Task instructions = Count every line below that holds "Patch". The answer is the number alone.
(Extracted information)
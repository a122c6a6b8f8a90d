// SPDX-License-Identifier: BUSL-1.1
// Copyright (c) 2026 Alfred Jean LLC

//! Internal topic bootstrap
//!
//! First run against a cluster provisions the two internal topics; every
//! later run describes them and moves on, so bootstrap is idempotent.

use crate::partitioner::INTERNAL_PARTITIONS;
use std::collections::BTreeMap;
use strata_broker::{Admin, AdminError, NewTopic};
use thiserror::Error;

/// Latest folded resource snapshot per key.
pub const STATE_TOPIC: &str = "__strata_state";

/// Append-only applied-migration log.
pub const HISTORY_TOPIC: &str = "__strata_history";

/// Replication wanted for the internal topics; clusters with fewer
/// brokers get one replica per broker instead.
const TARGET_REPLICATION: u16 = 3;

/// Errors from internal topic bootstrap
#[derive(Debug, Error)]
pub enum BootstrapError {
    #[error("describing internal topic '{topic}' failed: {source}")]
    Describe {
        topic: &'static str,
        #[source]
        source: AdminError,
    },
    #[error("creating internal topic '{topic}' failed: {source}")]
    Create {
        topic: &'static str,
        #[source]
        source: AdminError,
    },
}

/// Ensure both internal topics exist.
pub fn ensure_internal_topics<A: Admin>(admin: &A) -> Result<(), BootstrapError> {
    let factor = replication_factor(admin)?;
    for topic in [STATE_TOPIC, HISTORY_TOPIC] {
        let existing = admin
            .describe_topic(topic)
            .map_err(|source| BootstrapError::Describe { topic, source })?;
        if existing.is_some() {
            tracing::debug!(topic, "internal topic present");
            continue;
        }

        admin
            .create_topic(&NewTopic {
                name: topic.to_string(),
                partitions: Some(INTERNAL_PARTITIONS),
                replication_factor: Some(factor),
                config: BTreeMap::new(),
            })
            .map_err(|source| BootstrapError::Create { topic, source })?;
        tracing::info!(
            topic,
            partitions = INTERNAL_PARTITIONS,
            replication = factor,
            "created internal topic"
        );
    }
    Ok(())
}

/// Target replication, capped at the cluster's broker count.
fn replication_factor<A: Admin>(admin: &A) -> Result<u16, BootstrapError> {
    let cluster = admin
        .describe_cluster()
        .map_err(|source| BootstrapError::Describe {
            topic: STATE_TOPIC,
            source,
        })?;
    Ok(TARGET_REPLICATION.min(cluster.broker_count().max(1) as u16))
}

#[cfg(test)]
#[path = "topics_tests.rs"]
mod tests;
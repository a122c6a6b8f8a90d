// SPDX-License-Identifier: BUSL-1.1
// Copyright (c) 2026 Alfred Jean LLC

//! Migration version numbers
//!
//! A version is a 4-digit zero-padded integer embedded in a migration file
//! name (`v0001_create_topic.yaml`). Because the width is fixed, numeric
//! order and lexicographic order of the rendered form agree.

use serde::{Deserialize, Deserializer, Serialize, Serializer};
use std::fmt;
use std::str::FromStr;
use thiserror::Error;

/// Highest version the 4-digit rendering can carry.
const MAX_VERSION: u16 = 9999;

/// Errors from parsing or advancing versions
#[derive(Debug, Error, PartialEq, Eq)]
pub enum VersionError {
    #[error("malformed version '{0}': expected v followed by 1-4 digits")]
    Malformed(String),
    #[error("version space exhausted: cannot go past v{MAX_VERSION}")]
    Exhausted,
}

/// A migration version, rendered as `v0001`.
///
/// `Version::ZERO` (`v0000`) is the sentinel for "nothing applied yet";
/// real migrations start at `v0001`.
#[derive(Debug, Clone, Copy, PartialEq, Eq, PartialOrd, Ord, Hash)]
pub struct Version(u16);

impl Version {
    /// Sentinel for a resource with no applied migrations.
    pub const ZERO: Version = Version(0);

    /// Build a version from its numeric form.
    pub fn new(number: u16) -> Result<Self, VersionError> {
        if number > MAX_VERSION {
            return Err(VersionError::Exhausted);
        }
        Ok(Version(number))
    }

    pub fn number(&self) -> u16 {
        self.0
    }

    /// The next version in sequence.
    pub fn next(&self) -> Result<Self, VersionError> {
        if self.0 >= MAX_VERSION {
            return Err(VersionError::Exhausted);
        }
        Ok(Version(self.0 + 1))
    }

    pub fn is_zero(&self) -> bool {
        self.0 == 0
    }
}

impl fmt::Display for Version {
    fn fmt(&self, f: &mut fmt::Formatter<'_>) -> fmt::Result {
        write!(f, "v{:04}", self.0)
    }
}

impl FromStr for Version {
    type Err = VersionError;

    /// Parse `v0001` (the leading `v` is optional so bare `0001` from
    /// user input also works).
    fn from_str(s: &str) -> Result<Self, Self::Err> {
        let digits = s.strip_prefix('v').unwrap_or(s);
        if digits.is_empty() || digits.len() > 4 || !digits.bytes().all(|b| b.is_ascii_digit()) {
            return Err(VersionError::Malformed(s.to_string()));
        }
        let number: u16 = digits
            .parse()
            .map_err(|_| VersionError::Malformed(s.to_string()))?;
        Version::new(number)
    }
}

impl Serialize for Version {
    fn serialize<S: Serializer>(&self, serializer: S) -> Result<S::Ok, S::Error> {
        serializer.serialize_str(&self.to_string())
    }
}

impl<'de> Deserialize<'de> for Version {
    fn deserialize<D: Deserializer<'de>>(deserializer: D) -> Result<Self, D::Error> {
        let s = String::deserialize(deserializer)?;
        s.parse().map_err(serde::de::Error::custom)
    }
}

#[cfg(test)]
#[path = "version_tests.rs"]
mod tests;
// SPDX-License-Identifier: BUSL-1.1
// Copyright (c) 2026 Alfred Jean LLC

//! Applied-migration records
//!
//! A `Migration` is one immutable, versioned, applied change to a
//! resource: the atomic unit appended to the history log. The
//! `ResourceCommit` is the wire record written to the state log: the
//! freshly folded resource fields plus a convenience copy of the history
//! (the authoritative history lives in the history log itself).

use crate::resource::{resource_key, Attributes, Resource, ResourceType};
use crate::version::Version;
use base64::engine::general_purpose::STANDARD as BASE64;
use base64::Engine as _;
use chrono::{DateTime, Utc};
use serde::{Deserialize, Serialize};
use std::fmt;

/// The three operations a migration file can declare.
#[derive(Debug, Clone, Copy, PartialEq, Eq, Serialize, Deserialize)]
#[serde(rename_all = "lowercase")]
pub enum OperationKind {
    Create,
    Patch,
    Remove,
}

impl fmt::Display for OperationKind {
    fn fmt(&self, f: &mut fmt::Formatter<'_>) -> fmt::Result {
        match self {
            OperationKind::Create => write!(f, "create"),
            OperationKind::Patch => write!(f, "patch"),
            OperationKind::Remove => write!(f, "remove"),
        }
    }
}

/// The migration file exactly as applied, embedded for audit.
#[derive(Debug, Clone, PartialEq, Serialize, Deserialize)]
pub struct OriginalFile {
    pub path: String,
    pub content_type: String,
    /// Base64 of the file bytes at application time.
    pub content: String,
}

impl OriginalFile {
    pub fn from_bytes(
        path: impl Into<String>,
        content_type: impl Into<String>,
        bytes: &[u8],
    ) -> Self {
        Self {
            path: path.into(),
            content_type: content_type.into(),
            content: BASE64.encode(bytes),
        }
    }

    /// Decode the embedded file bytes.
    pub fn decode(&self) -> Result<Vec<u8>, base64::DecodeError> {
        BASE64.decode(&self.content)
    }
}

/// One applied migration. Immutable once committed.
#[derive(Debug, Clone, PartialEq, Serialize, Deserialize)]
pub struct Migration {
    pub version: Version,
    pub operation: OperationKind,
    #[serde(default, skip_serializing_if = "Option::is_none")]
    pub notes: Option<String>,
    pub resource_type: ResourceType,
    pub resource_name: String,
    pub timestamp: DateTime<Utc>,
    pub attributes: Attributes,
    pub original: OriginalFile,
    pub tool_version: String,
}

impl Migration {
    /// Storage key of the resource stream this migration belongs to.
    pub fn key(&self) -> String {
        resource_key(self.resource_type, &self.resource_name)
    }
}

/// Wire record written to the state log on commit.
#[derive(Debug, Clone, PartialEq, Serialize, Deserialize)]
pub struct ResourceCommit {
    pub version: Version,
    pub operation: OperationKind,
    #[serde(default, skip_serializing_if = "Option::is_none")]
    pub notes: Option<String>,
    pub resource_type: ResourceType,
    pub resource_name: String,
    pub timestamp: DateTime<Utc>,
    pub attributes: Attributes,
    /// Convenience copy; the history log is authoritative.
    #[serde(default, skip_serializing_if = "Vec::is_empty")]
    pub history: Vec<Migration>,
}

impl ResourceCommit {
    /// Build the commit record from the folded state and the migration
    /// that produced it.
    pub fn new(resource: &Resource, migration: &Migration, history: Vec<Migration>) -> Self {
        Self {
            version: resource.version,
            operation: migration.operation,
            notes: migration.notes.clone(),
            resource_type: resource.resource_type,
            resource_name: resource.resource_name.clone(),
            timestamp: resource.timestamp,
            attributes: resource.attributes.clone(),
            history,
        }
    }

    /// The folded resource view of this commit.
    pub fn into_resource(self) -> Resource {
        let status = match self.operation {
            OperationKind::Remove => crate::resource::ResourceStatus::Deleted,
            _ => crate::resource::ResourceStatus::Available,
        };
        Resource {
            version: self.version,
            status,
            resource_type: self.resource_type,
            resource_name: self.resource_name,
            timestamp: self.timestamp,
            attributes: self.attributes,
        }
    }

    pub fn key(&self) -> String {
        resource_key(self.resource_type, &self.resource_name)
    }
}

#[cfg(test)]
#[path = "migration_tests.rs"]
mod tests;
(End Extracted information)
Final answer = 2